Clearly, there are a number of other hormonal agents. The MONALEESA-7 trial, for instance, is a study that will focus on premenopausal, younger women. And for younger women, the different hormonal agents being used include tamoxifen and goserelin, as well as a combination of goserelin with an aromatase inhibitor. So ribociclib is being combined with all of those, individually or in combination, and it is important to establish that this is not only an improvement in the effect of letrozole, but all types of hormonal therapy.
So you’ll hear of other studies at this meeting that there’s another very important hormonal agent called fulvestrant, and we hope to also look at fulvestrant in combination with other agents. Fulvestrant, at this point, based on the most recent data, seems to be the most effective hormonal agent. My expectation would be that adding ribociclib to that would also result in significant improvement.
And then there are other types of breast cancer, different from HR-positive breast cancer, where we have had a preliminary look at preclinical models, where CDK4/6 inhibitors are very likely to improve the effectiveness of standard therapy. And those studies are either in early stages/in progress, so I can’t comment on them, but my expectations are that, what we observed in MONALEESA-2 is just the stepping stone for moving forward with this agent and for expanding its indications.
Ultimately, of course, the major effect of a drug like ribociclib will be in the adjuvant setting. We have plans to develop a clinical trial looking at the three-quarters of women with primary breast cancer who have HR-positive breast cancer. So that’s where this is all heading. The results of MONALEESA-2 are an extremely important foundation upon which to develop these further studies.
Perhaps I should mention that the CDK4/6 inhibitors are not only being combined with endocrine therapy, but other targeted agents as well that we’re looking at. For instance, a predecessor of the MONALEESA-2 trial was the BOLERO-2 trial, in which we combined endocrine therapy with an mTOR inhibitor called everolimus (Afinitor). So we have trials in which we take that platform and add ribociclib as a third drug, and those studies are ongoing, and we hope that the triplet will be more effective than either doublet. So there’s much more activity than a brief presentation at this congress allows one to expand upon, but there’s a lot of excitement about this field and all the possibilities.
What would you like the community oncologist to take away from your presentation?

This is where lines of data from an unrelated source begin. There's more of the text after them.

//! Platform identities and their per-ledger account bindings.

use serde::{Deserialize, Serialize};

use crate::error::DomainError;
use crate::id::{GlobalId, LedgerId, LocalAccountId};

/// A platform-level user. Immutable once created.
#[derive(Debug, Clone, PartialEq, Eq, Serialize, Deserialize)]
pub struct Identity {
    pub global_id: GlobalId,
    pub name: String,
}

/// Validate a display name before it reaches any ledger.
///
/// Names become part of ledger-native identifiers (`alice@domain`,
/// `alice_ewallet`), so only lowercase ASCII letters and digits are accepted.
pub fn validate_name(name: &str) -> Result<(), DomainError> {
    if name.is_empty() {
        return Err(DomainError::validation("name must not be empty"));
    }
    if name.len() > 32 {
        return Err(DomainError::validation("name must be at most 32 characters"));
    }
    if !name.chars().all(|c| c.is_ascii_lowercase() || c.is_ascii_digit()) {
        return Err(DomainError::validation(format!(
            "name '{name}' must contain only lowercase letters and digits"
        )));
    }
    Ok(())
}

/// Receiving address material for UTXO ledgers.
#[derive(Debug, Clone, PartialEq, Eq, Serialize, Deserialize)]
pub struct UtxoAddress {
    /// Confidential (blinded) address.
    pub ct_address: String,
    pub confidential_key: String,
    pub non_ct_address: String,
    pub private_key: String,
}

/// Opaque per-ledger credentials returned when an account is provisioned.
///
/// Empty when the account pre-existed on the ledger and its keys are not
/// known to this system.
#[derive(Debug, Clone, Default, PartialEq, Eq, Serialize, Deserialize)]
pub struct Credentials {
    #[serde(default, skip_serializing_if = "Option::is_none")]
    pub public_key: Option<String>,
    #[serde(default, skip_serializing_if = "Option::is_none")]
    pub private_key: Option<String>,
    #[serde(default, skip_serializing_if = "Option::is_none")]
    pub address: Option<UtxoAddress>,
}

impl Credentials {
    pub fn empty() -> Self {
        Self::default()
    }

    pub fn is_empty(&self) -> bool {
        self.public_key.is_none() && self.private_key.is_none() && self.address.is_none()
    }

    /// Serialized form stored in the `Credentials` text column.
    pub fn to_text(&self) -> Result<String, DomainError> {
        serde_json::to_string(self)
            .map_err(|e| DomainError::invariant(format!("credentials serialization failed: {e}")))
    }

    pub fn from_text(text: &str) -> Result<Self, DomainError> {
        if text.trim().is_empty() {
            return Ok(Self::empty());
        }
        serde_json::from_str(text)
            .map_err(|e| DomainError::validation(format!("malformed credentials: {e}")))
    }
}

/// One (GlobalId, LedgerId) → local account mapping. At most one per pair.
#[derive(Debug, Clone, PartialEq, Eq, Serialize, Deserialize)]
pub struct LedgerBinding {
    pub global_id: GlobalId,
    pub ledger_id: LedgerId,
    pub local_account_id: LocalAccountId,
    pub credentials: Credentials,
}

#[cfg(test)]
mod tests {
    use super::*;

    #[test]
    fn names_are_restricted_to_ledger_safe_characters() {
        assert!(validate_name("alice").is_ok());
        assert!(validate_name("bob2").is_ok());
        assert!(validate_name("").is_err());
        assert!(validate_name("Alice").is_err());
        assert!(validate_name("al ice").is_err());
        assert!(validate_name("a@b").is_err());
    }

    #[test]
    fn blank_credentials_text_is_empty() {
        assert!(Credentials::from_text("").unwrap().is_empty());
        assert!(Credentials::from_text("not json").is_err());
    }

    #[test]
    fn credentials_omit_absent_fields() {
        let creds = Credentials {
            public_key: Some("ab".into()),
            ..Credentials::default()
        };
        assert_eq!(creds.to_text().unwrap(), r#"{"public_key":"ab"}"#);
    }
}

I think there are 3 main messages. First, it is clear that hormonal therapy continues to be the most important component of the treatment of HR-positive metastatic breast cancer. Second, there is progress being made in hormone-dependent metastatic breast cancer. We’re not just stuck with aromatase inhibitors from 20 years ago. And finally, these results are truly practice changing. As soon as this agent is approved by the appropriate regulatory agencies, I think it should be the treatment of choice.
What do you hope to see in this treatment landscape in the next 5 to 10 years?
I would hope that these results would expand to other subsets of HR-positive breast cancer in first-, second- and perhaps further lines of therapy. I hope they will expand to both older and younger women. As I mentioned, in the adjuvant setting, 5 years from now, we’ll be close to maturity, and certainly having completed accrual and all of that. Ultimately, I predict that the addition of CDK4/6 inhibitors will result in an improvement not only in PFS but overall survival in metastatic disease, and perhaps increase the relapse-free survival of primary breast cancer.
Hortobagyi GN, Stemmer SM, Burris HA, et al. First-line ribociclib + letrozole for postmenopausal women with hormone receptor-positive, HER2-negative, advanced breast cancer. Presented at: 2016 ESMO Congress; October 7-11, 2016; Copenhagen, Denmark. Abstract LBA1.